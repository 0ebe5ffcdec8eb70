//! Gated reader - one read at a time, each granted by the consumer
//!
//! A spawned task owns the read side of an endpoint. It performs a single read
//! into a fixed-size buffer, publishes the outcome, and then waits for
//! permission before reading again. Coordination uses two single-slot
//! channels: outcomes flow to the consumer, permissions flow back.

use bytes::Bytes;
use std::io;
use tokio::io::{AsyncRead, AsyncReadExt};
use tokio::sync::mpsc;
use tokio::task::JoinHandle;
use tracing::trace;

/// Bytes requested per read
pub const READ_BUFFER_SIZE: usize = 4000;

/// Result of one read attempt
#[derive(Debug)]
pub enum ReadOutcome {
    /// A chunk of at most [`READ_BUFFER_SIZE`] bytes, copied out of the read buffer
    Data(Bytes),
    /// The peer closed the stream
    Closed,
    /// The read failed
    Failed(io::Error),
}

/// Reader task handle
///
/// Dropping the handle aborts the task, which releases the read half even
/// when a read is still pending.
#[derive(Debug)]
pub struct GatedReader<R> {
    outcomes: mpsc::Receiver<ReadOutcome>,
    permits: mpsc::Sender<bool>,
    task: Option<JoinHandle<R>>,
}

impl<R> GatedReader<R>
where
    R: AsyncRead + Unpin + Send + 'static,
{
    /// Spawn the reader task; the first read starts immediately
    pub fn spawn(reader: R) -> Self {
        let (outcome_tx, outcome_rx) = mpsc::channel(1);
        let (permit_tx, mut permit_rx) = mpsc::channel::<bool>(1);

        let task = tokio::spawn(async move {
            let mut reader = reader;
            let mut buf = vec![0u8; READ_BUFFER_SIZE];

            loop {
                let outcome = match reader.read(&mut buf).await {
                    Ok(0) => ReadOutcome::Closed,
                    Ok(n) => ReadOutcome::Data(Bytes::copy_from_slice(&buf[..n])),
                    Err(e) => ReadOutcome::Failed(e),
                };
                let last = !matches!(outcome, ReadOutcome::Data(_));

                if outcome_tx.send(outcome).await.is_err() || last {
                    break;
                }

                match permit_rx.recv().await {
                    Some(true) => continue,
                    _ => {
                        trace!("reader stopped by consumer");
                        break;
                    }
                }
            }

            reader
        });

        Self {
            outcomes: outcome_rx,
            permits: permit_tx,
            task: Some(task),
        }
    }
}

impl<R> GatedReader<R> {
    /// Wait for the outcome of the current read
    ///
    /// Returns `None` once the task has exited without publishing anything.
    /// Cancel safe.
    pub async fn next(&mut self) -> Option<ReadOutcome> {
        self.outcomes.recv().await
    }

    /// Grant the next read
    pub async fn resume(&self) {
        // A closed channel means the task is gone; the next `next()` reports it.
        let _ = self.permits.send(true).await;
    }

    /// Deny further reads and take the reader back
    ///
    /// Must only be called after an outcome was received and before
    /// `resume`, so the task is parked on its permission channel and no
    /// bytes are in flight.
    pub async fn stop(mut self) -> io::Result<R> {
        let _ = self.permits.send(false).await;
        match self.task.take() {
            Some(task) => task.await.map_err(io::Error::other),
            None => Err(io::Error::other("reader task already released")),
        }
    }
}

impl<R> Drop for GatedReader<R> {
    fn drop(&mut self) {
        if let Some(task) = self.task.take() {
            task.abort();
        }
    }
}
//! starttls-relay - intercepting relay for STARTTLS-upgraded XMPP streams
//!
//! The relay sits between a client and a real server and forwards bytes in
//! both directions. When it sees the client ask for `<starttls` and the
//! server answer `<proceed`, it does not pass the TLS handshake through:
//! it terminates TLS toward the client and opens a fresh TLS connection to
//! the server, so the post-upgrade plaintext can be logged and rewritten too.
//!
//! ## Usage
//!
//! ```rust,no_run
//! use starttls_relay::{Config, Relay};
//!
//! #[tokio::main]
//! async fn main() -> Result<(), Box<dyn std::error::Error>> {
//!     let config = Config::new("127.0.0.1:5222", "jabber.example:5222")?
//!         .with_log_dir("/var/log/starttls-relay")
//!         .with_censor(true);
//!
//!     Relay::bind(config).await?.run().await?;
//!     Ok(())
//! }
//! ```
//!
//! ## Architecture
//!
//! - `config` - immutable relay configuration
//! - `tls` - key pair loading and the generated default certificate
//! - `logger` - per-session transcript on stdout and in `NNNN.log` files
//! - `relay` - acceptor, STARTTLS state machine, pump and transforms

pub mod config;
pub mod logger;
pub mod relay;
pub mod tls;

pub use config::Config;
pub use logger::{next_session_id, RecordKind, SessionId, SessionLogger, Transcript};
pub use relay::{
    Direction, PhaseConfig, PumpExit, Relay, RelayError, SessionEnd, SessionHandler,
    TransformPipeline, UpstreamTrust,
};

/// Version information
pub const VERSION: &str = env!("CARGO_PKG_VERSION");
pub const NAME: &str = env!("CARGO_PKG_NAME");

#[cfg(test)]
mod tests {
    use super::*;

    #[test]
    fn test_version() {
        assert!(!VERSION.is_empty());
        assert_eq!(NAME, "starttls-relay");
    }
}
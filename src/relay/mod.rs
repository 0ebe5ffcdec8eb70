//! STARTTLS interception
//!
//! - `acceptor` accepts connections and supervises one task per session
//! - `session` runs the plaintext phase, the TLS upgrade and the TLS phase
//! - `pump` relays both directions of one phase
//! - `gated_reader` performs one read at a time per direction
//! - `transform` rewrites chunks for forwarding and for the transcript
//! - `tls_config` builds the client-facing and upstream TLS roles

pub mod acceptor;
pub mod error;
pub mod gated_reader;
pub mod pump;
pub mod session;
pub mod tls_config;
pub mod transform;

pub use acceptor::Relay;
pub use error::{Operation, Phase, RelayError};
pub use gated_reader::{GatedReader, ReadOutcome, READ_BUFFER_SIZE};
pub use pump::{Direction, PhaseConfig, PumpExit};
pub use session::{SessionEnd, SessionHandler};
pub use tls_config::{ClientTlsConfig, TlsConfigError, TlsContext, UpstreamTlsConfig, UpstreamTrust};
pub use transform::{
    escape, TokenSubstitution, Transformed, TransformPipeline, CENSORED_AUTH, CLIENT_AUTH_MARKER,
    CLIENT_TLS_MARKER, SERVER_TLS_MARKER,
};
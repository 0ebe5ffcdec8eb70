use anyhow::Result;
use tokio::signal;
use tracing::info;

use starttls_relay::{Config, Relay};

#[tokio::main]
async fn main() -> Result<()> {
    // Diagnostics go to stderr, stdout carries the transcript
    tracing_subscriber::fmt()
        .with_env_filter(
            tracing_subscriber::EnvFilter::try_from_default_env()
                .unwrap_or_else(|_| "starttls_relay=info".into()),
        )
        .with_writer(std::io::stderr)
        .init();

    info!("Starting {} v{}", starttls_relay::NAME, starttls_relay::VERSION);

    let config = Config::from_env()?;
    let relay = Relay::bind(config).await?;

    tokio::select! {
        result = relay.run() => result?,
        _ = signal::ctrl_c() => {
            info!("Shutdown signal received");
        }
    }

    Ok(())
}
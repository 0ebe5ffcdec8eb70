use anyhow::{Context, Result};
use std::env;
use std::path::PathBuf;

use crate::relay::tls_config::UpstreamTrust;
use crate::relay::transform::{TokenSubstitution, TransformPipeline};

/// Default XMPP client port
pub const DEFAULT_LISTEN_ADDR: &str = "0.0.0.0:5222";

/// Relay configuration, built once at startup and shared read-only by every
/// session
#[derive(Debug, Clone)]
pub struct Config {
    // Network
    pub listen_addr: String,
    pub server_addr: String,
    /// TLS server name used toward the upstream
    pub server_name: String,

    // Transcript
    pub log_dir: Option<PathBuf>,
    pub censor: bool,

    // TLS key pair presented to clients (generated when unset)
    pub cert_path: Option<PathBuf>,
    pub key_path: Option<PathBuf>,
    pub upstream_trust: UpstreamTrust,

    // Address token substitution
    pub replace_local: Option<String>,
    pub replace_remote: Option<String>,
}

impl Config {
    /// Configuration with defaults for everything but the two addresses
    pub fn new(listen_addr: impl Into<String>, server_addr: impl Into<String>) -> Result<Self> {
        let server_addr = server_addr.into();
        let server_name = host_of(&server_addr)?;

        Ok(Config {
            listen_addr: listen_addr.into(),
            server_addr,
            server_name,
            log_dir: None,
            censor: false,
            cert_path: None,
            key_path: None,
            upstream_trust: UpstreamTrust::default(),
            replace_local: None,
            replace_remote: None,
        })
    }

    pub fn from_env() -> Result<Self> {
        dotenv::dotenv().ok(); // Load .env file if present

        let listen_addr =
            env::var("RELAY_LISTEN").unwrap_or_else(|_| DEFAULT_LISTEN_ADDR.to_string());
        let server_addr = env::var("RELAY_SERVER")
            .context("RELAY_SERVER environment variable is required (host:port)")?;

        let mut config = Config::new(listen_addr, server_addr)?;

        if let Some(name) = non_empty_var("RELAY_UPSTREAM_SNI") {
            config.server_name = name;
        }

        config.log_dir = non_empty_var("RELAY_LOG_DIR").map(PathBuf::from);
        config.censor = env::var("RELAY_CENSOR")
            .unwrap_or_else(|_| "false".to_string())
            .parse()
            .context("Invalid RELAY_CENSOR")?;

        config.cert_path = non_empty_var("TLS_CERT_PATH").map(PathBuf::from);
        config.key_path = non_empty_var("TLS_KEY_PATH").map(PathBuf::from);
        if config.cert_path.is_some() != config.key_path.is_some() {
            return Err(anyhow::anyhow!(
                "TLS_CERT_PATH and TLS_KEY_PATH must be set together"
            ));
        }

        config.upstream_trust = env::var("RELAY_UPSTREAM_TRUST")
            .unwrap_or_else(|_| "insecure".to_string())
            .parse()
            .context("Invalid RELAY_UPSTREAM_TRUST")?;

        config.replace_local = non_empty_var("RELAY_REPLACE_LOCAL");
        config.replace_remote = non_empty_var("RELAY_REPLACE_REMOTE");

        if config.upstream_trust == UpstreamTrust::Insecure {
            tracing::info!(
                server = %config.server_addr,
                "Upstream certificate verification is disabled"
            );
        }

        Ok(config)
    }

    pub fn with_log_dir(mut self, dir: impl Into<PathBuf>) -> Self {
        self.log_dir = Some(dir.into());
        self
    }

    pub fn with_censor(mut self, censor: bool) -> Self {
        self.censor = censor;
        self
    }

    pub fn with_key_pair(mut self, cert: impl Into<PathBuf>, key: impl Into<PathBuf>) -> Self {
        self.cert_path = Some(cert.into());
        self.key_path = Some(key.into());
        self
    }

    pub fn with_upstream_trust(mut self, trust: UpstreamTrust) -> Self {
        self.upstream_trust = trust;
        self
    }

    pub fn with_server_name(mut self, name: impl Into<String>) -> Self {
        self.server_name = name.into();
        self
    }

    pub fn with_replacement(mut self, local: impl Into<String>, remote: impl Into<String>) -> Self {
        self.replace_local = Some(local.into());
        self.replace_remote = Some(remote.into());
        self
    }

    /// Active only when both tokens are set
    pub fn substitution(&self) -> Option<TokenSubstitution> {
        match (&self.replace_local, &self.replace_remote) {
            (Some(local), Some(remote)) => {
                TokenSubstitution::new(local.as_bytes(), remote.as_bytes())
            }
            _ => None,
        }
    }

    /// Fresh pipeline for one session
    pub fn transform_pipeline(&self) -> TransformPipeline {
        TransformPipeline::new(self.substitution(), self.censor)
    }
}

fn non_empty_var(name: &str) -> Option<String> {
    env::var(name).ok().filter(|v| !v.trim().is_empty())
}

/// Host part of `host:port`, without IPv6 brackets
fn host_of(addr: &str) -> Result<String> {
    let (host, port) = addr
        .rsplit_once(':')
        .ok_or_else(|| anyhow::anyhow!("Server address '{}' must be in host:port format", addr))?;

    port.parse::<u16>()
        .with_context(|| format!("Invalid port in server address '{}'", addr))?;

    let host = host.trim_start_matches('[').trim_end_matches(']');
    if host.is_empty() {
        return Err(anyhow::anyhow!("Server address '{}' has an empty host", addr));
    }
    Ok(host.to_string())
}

+ + + +

Restate word for word the lines of the data above, starting at the line containing "fn host_of(addr: &str)" and ending at the line containing "port.parse::<u16>()", both included, and nothing more.

fn host_of(addr: &str) -> Result<String> {
    let (host, port) = addr
        .rsplit_once(':')
        .ok_or_else(|| anyhow::anyhow!("Server address '{}' must be in host:port format", addr))?;

    port.parse::<u16>()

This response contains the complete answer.